O dia a dia anda cheio de regras: estude em uma boa
instituição, arranje um emprego respeitável, atenda às expectativas do seu
chefe, dos seus amigos, do seu parceiro. Mas, no final da vida, tudo isso não
vai servir para nada - palavra de quem já chegou lá.
Bronnie Ware era uma australiana com uma bem-sucedida
carreira no mundo financeiro, quando se enfezou da vida. Depois de dez anos
trabalhando em bancos, juntou a coragem para pedir demissão e viajar o mundo.
Foi lavadora de pratos num resort em uma ilha paradisíaca, depois garçonete em
um pub inglês - e terminou acompanhante de uma octagenária no interior da
Inglaterra. Daí para virar enfermeira foi um passo natural, e Bronnie começou a
cuidar de doentes em estado terminal, aqueles sem chance de cura. Como o
trabalho era emocionalmente pesado, a australiana começou a se envolver com os
pacientes e a observar um padrão. Todos os doentes reagiam de formas muito
parecidas com a proximidade da morte: medo, raiva, tristeza - e sempre os
mesmos arrependimentos em relação à própria vida. Bronnie começou a anotá-los.
Eram eles: 1) Eu gostaria de ter trabalhado menos. 2) Eu queria ter tido a
coragem de viver a vida que eu desejava, e não a que os outros esperavam de
mim. 3) Eu queria ter expressado mais meus sentimentos. 4) Eu queria ter
mantido contato com meus amigos. 5) Eu queria ter sido mais feliz. Pode ser que
você não queira pensar nisso ainda ou que você já esteja lá. Mas a verdade é
que você vai envelhecer (lembrando sempre que a única alternativa possível, morrer,
é bem pior). Melhor então não se arrepender no final.

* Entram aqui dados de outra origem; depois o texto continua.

#[cfg(test)]
mod tests {
    use super::*;
    use crate::backend::test_support::spec;
    use std::ffi::OsStr;

    fn backend() -> VagrantBackend {
        VagrantBackend::new(BackendOptions::new("/opt/vm"))
    }

    fn env_of<'a>(cmd: &'a Command, key: &str) -> Option<&'a OsStr> {
        cmd.get_envs()
            .find(|(k, _)| *k == OsStr::new(key))
            .and_then(|(_, v)| v)
    }

    #[test]
    fn driver_environment_is_injected() {
        let spec = spec(Path::new("/src/demo"));
        let cmd = backend().vagrant(&spec, Path::new("/tmp/cfg.json"), &["status"]);
        assert_eq!(
            env_of(&cmd, "VAGRANT_CWD"),
            Some(OsStr::new("/opt/vm/providers/vagrant"))
        );
        assert_eq!(
            env_of(&cmd, "VAGRANT_DOTFILE_PATH"),
            Some(OsStr::new("/src/demo/.vm/vagrant"))
        );
        assert_eq!(env_of(&cmd, "VM_PROJECT_DIR"), Some(OsStr::new("/src/demo")));
        assert_eq!(env_of(&cmd, "VM_CONFIG"), Some(OsStr::new("/tmp/cfg.json")));
        assert_eq!(env_of(&cmd, "VM_DEBUG"), Some(OsStr::new("false")));
    }

    #[test]
    fn session_scripts_cd_into_translated_dir() {
        assert_eq!(
            VagrantBackend::session_script("/workspace/src", &[]),
            "cd /workspace/src && exec bash -l"
        );
        assert_eq!(
            VagrantBackend::session_script("/work space", &["ls".to_owned()]),
            "cd '/work space' && ls"
        );
    }

    #[test]
    fn interactive_ssh_requests_tty() {
        assert_eq!(
            VagrantBackend::ssh_args("true", true),
            vec!["ssh", "-c", "true", "--", "-t"]
        );
        assert_eq!(VagrantBackend::ssh_args("true", false), vec!["ssh", "-c", "true"]);
    }

    #[test]
    fn root_scripts_run_under_sudo() {
        let spec = spec(Path::new("/src/demo"));
        let backend = backend();
        let shell = VagrantShell::new(&backend, &spec, Path::new("/tmp/cfg.json"));
        let cmd = shell.root_command("chown a:a /tmp/x");
        let args: Vec<_> = cmd.get_args().map(|a| a.to_string_lossy().into_owned()).collect();
        assert_eq!(args, vec!["ssh", "-c", "sudo bash -c 'chown a:a /tmp/x'"]);
        assert_eq!(
            shell.start_service_script("postgresql"),
            "sudo systemctl start postgresql"
        );
    }

    #[test]
    fn parses_machine_readable_state() {
        let out = "1700000000,default,metadata,provider,virtualbox\n\
                   1700000000,default,provider-name,virtualbox\n\
                   1700000000,default,state,poweroff\n\
                   1700000000,default,state-human-short,poweroff\n";
        assert_eq!(parse_machine_state(out).as_deref(), Some("poweroff"));
        assert_eq!(parse_machine_state("garbage"), None);
    }

    #[test]
    fn maps_vagrant_states() {
        assert_eq!(vagrant_state("running"), UnitState::Running);
        assert_eq!(vagrant_state("not_created"), UnitState::Absent);
        assert_eq!(vagrant_state("saved"), UnitState::Stopped);
        assert_eq!(vagrant_state("preparing"), UnitState::Created);
    }

    #[test]
    fn global_status_keeps_only_our_machines() {
        let out = "\
id       name    provider   state    directory
--------------------------------------------------------------------
a1b2c3d  default virtualbox running  /opt/vm/providers/vagrant
e4f5g6h  default virtualbox poweroff /home/alice/other
9z8y7x6  default virtualbox poweroff /opt/vm/providers/vagrant

The above shows information about all known Vagrant environments
";
        let rows = parse_global_status(out, Path::new("/opt/vm/providers/vagrant"));
        assert_eq!(rows.len(), 2);
        assert_eq!(rows[0].name, "default (a1b2c3d)");
        assert_eq!(rows[0].state, "running");
        assert_eq!(rows[1].state, "poweroff");
    }

    #[test]
    fn destroy_plan_removes_machine_state() {
        let plan = backend().plan(Op::Destroy, &spec(Path::new("/src/demo")));
        assert!(plan[0].ends_with("vagrant destroy -f"));
        assert_eq!(plan[1], "remove /src/demo/.vm/vagrant");
    }
}
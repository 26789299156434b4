mod commands;

use clap::{CommandFactory, Parser, Subcommand};
use clap_complete::Shell;
use commands::generate::GenerateArgs;
use commands::{Invocation, CONFIG_ERROR_PREFIX, EXIT_CONFIG_ERROR, EXIT_FAILURE};
use std::ffi::OsString;
use std::path::PathBuf;
use std::process::ExitCode;
use std::sync::atomic::AtomicBool;
use std::sync::Arc;
use vm_core::{
    default_state_dir, install_interrupt_handler, resolve_tool_dir, ConfigSource, Context, Verb,
};

#[derive(Debug, Parser)]
#[command(
    name = "vm",
    version,
    about = "Declarative development environments on Docker or Vagrant"
)]
struct Cli {
    /// Path to vm.json or its directory. Without a value, search upward
    /// from the current directory.
    #[arg(
        long,
        global = true,
        num_args = 0..=1,
        default_missing_value = "",
        value_name = "PATH"
    )]
    config: Option<String>,

    /// Enable debug logging and verbose provisioning.
    #[arg(long, default_value_t = false, global = true)]
    debug: bool,

    /// Print what would be run without running it.
    #[arg(long, default_value_t = false, global = true)]
    dry_run: bool,

    /// Output results as structured JSON.
    #[arg(long, default_value_t = false, global = true)]
    json: bool,

    /// Enable trace-level logging (more detailed than --debug).
    #[arg(long, default_value_t = false, global = true)]
    trace: bool,

    #[command(subcommand)]
    command: Commands,
}

#[derive(Debug, Subcommand)]
enum Commands {
    /// Write a starter vm.json in the current directory.
    Init {
        /// Project name (defaults to the directory name).
        #[arg(long)]
        name: Option<String>,
        /// Overwrite an existing vm.json.
        #[arg(long, default_value_t = false)]
        force: bool,
    },
    /// Generate a vm.json from flags, containing only the overrides.
    Generate {
        /// Services to enable, comma separated (e.g. postgresql,redis).
        #[arg(long, value_delimiter = ',')]
        services: Vec<String>,
        /// Port assignments, comma separated (e.g. web=3000,api=3001).
        #[arg(long, value_delimiter = ',')]
        ports: Vec<String>,
        /// Project name (defaults to the directory name).
        #[arg(long)]
        name: Option<String>,
        /// Backend: docker or vagrant.
        #[arg(long)]
        provider: Option<String>,
        /// Where to write the document.
        #[arg(long, short)]
        output: Option<PathBuf>,
        /// Print the document instead of writing it.
        #[arg(long, default_value_t = false)]
        stdout: bool,
        /// Overwrite an existing file.
        #[arg(long, default_value_t = false)]
        force: bool,
    },
    /// Check the merged configuration and report errors and warnings.
    Validate,
    /// List every environment this tool created.
    List {
        /// Query this backend without needing a vm.json.
        #[arg(long)]
        provider: Option<String>,
    },
    /// Create, start and provision the environment.
    Up,
    /// Open a shell in the environment, or run a command there.
    Ssh {
        /// Command to run instead of an interactive shell.
        #[arg(trailing_var_arg = true, allow_hyphen_values = true)]
        command: Vec<String>,
    },
    /// Stop the environment, keeping its state.
    Halt,
    /// Remove the environment and its generated files.
    Destroy,
    /// Show the environment's state.
    Status,
    /// Halt, then bring the environment back up.
    Reload,
    /// Re-run the provisioning playbook on the running environment.
    Provision,
    /// Show service logs from the environment.
    Logs {
        /// Keep streaming new log lines.
        #[arg(long, short, default_value_t = false)]
        follow: bool,
    },
    /// Run a command in the environment without a TTY.
    Exec {
        /// Command and arguments to run.
        #[arg(required = true, trailing_var_arg = true, allow_hyphen_values = true)]
        command: Vec<String>,
    },
    /// Force-stop the environment.
    Kill,
    /// Run the bundled test suite.
    Test {
        /// Suite to run (all suites when omitted).
        #[arg(long)]
        suite: Option<String>,
        /// Provider to test against.
        #[arg(long)]
        provider: Option<String>,
    },
    /// Generate shell completions for bash, zsh, fish, elvish, or powershell.
    Completions {
        /// Shell to generate completions for.
        shell: Shell,
    },
    /// Generate man pages in the specified directory.
    ManPages {
        /// Output directory for man pages.
        #[arg(default_value = "man")]
        dir: PathBuf,
    },
}

/// Process environment, read once.
#[derive(Debug, Default)]
struct Environment {
    config: Option<PathBuf>,
    project_dir: Option<PathBuf>,
    debug: bool,
    tool_dir: Option<PathBuf>,
    home: Option<PathBuf>,
    xdg_state_home: Option<PathBuf>,
    skip_prereqs: bool,
}

impl Environment {
    fn from_env() -> Self {
        let path = |key: &str| {
            std::env::var_os(key)
                .filter(|v| !v.is_empty())
                .map(PathBuf::from)
        };
        let flag = |key: &str| std::env::var(key).is_ok_and(|v| truthy(&v));
        Self {
            config: path("VM_CONFIG"),
            project_dir: path("VM_PROJECT_DIR"),
            debug: flag("VM_DEBUG"),
            tool_dir: path("VM_TOOL_DIR"),
            home: path("HOME"),
            xdg_state_home: path("XDG_STATE_HOME"),
            skip_prereqs: flag("VM_SKIP_PREREQS"),
        }
    }
}

fn truthy(value: &str) -> bool {
    matches!(
        value.trim().to_ascii_lowercase().as_str(),
        "1" | "true" | "yes" | "on"
    )
}

/// `--config` takes an optional value, so `vm --config up` would read `up`
/// as the path. A bare `--config` directly before a verb means "scan".
fn normalize_config_flag(args: Vec<OsString>) -> Vec<OsString> {
    let cmd = Cli::command();
    let is_verb = |arg: &OsString| {
        arg.to_str().is_some_and(|a| {
            a == "help"
                || cmd
                    .get_subcommands()
                    .any(|s| s.get_name() == a || s.get_all_aliases().any(|al| al == a))
        })
    };
    let mut out = Vec::with_capacity(args.len());
    let mut iter = args.into_iter().peekable();
    while let Some(arg) = iter.next() {
        if arg == "--config" && iter.peek().is_some_and(&is_verb) {
            out.push(OsString::from("--config="));
        } else {
            out.push(arg);
        }
    }
    out
}

fn config_source(flag: Option<&str>, env: &Environment) -> ConfigSource {
    match flag {
        Some("") => ConfigSource::Scan,
        Some(path) => ConfigSource::Explicit(PathBuf::from(path)),
        None => env
            .config
            .clone()
            .map_or(ConfigSource::CurrentDir, ConfigSource::Explicit),
    }
}

fn build_context(cli: &Cli, env: &Environment) -> Result<Context, String> {
    let cwd = std::env::current_dir().map_err(|e| format!("cannot read current directory: {e}"))?;
    let exe = std::env::current_exe().ok();
    let mut ctx = Context::new(cwd, resolve_tool_dir(env.tool_dir.clone(), exe.as_deref()));
    ctx.config = config_source(cli.config.as_deref(), env);
    ctx.project_dir_override.clone_from(&env.project_dir);
    ctx.debug = cli.debug || env.debug;
    ctx.dry_run = cli.dry_run;
    ctx.state_dir = default_state_dir(env.xdg_state_home.as_deref(), env.home.as_deref());
    ctx.home_dir.clone_from(&env.home);
    Ok(ctx)
}

fn main() -> ExitCode {
    let default_hook = std::panic::take_hook();
    std::panic::set_hook(Box::new(move |info| {
        let msg = info.to_string();
        if msg.contains("Broken pipe")
            || msg.contains("broken pipe")
            || msg.contains("os error 32")
            || msg.contains("failed printing to stdout")
        {
            std::process::exit(0);
        }
        default_hook(info);
    }));

    let cli = Cli::parse_from(normalize_config_flag(std::env::args_os().collect()));
    let env = Environment::from_env();

    let default_level = if cli.trace {
        "trace"
    } else if cli.debug || env.debug {
        "debug"
    } else {
        "warn"
    };
    tracing_subscriber::fmt()
        .with_env_filter(
            tracing_subscriber::EnvFilter::try_from_env("VM_LOG")
                .unwrap_or_else(|_| tracing_subscriber::EnvFilter::new(default_level)),
        )
        .with_target(false)
        .without_time()
        .with_writer(std::io::stderr)
        .init();

    let result = build_context(&cli, &env).and_then(|ctx| dispatch(cli, ctx, &env));

    match result {
        Ok(code) => ExitCode::from(code),
        Err(msg) => {
            eprintln!("{} {msg}", console::style("error:").red().bold());
            let code = if msg.starts_with(CONFIG_ERROR_PREFIX) {
                EXIT_CONFIG_ERROR
            } else {
                EXIT_FAILURE
            };
            ExitCode::from(code)
        }
    }
}

fn dispatch(cli: Cli, ctx: Context, env: &Environment) -> Result<u8, String> {
    let terminate = Arc::new(AtomicBool::new(false));
    if matches!(cli.command, Commands::Ssh { .. }) && !ctx.dry_run {
        install_interrupt_handler(Arc::clone(&terminate)).map_err(|e| e.to_string())?;
    }
    let inv = Invocation {
        ctx,
        json: cli.json,
        skip_prereqs: env.skip_prereqs,
        terminate,
    };

    match cli.command {
        Commands::Init { name, force } => commands::init::run(
            &inv.ctx.cwd,
            name.as_deref(),
            force,
            inv.json,
            &commands::TerminalPrompt,
        ),
        Commands::Generate {
            services,
            ports,
            name,
            provider,
            output,
            stdout,
            force,
        } => commands::generate::run(
            &inv.ctx.cwd,
            &GenerateArgs {
                name,
                provider,
                services,
                ports,
                output,
                stdout,
                force,
            },
            inv.json,
        ),
        Commands::Validate => commands::validate::run(&inv.ctx, inv.json),
        Commands::List { provider } => commands::list::run(&inv, provider.as_deref()),
        Commands::Status => commands::status::run(&inv),
        Commands::Up => commands::lifecycle::run(&inv, &Verb::Up),
        Commands::Ssh { command } => commands::lifecycle::run(&inv, &Verb::Ssh { command }),
        Commands::Halt => commands::lifecycle::run(&inv, &Verb::Halt),
        Commands::Destroy => commands::lifecycle::run(&inv, &Verb::Destroy),
        Commands::Reload => commands::lifecycle::run(&inv, &Verb::Reload),
        Commands::Provision => commands::lifecycle::run(&inv, &Verb::Provision),
        Commands::Logs { follow } => commands::lifecycle::run(&inv, &Verb::Logs { follow }),
        Commands::Exec { command } => commands::lifecycle::run(&inv, &Verb::Exec { command }),
        Commands::Kill => commands::lifecycle::run(&inv, &Verb::Kill),
        Commands::Test { suite, provider } => {
            commands::test::run(&inv.ctx.tool_dir, suite.as_deref(), provider.as_deref())
        }
        Commands::Completions { shell } => commands::completions::run::<Cli>(shell),
        Commands::ManPages { dir } => commands::man_pages::run::<Cli>(&dir),
    }
}

#[cfg(test)]
mod tests {
    use super::*;

    fn os(args: &[&str]) -> Vec<OsString> {
        args.iter().map(OsString::from).collect()
    }

    #[test]
    fn cli_definition_is_consistent() {
        Cli::command().debug_assert();
    }

    #[test]
    fn bare_config_before_verb_means_scan() {
        let args = normalize_config_flag(os(&["vm", "--config", "up"]));
        let cli = Cli::parse_from(args);
        assert_eq!(cli.config.as_deref(), Some(""));
        assert!(matches!(cli.command, Commands::Up));
        assert_eq!(
            config_source(cli.config.as_deref(), &Environment::default()),
            ConfigSource::Scan
        );
    }

    #[test]
    fn config_path_is_kept() {
        let cli = Cli::parse_from(normalize_config_flag(os(&[
            "vm", "--config", "conf/vm.json", "status",
        ])));
        assert_eq!(
            config_source(cli.config.as_deref(), &Environment::default()),
            ConfigSource::Explicit(PathBuf::from("conf/vm.json"))
        );
    }

    #[test]
    fn trailing_config_flag_scans() {
        let cli = Cli::parse_from(os(&["vm", "up", "--config"]));
        assert_eq!(cli.config.as_deref(), Some(""));
    }

    #[test]
    fn env_config_applies_without_flag() {
        let env = Environment {
            config: Some(PathBuf::from("/etc/vm.json")),
            ..Environment::default()
        };
        assert_eq!(
            config_source(None, &env),
            ConfigSource::Explicit(PathBuf::from("/etc/vm.json"))
        );
        assert_eq!(config_source(Some(""), &env), ConfigSource::Scan);
        assert_eq!(
            config_source(None, &Environment::default()),
            ConfigSource::CurrentDir
        );
    }

    #[test]
    fn ssh_and_exec_take_trailing_commands() {
        let cli = Cli::parse_from(os(&["vm", "ssh", "ls", "-la"]));
        let Commands::Ssh { command } = cli.command else {
            panic!("expected ssh");
        };
        assert_eq!(command, vec!["ls", "-la"]);

        let cli = Cli::parse_from(os(&["vm", "exec", "--", "cat", "/tmp/x.log"]));
        let Commands::Exec { command } = cli.command else {
            panic!("expected exec");
        };
        assert_eq!(command, vec!["cat", "/tmp/x.log"]);

        assert!(Cli::try_parse_from(os(&["vm", "exec"])).is_err());
    }

    #[test]
    fn generate_splits_lists() {
        let cli = Cli::parse_from(os(&[
            "vm",
            "generate",
            "--services",
            "postgresql,redis",
            "--ports",
            "web=3000,api=3001",
        ]));
        let Commands::Generate {
            services, ports, ..
        } = cli.command
        else {
            panic!("expected generate");
        };
        assert_eq!(services, vec!["postgresql", "redis"]);
        assert_eq!(ports, vec!["web=3000", "api=3001"]);
    }

    #[test]
    fn truthy_values() {
        for v in ["1", "true", "TRUE", "yes", " on "] {
            assert!(truthy(v), "{v}");
        }
        for v in ["0", "false", "", "nope"] {
            assert!(!truthy(v), "{v}");
        }
    }
}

1. Eu gostaria de ter trabalhado menos.
Essa é universal. Em um mundo no qual um emprego ocupa 40 horas semanais (se
você tiver sorte) e tem um significado social mais importante do que os valores
morais de uma pessoa (afinal, a primeira pergunta feita quando se conhece
alguém costuma ser "o que você faz?" e não "você dá
esmola?"), o trabalho anda com um peso desproporcional em relação às
outras questões da vida. Nunca se trabalhou tanto - o que indica que esse
arrependimento é o do tempo perdido. Antropólogos estimam que nossos antepassados
caçadores-coletores não trabalhavam mais do que quatro a cinco horas por dia,
sempre procurando ou preparando alimentos. Na Grécia Antiga, um emprego era uma
sina terrível: Homero, o autor da Odisseia, escreveu que os deuses odiavam
tanto os humanos que os condenaram a trabalhar arduamente como castigo. E a
condenação seguiu por milênios. A nossa relação com o trabalho só mudou no
século 16, com a ética protestante, aquela que mede o destino das almas depois
da morte com base no sucesso profissional durante a vida. Ela foi a culpada por
colocar o trabalho no centro da vida das pessoas, onde permaneceu até hoje. Mas
há uma crise na nossa relação com o trabalho. De acordo com uma pesquisa da
consultoria americana Mercer, feita com mais de 1.200 empregados, 56% dos
brasileiros afirmam que consideram seriamente pedir demissão. Para os
trabalhadores do Brasil, o principal fator motivacional é o tipo de emprego que
ele faz. E é ele que está em conflito. Segundo o filosófo-pop francês Alain de
Botton, a crise com o emprego que estamos vivendo é a da falta de sentido.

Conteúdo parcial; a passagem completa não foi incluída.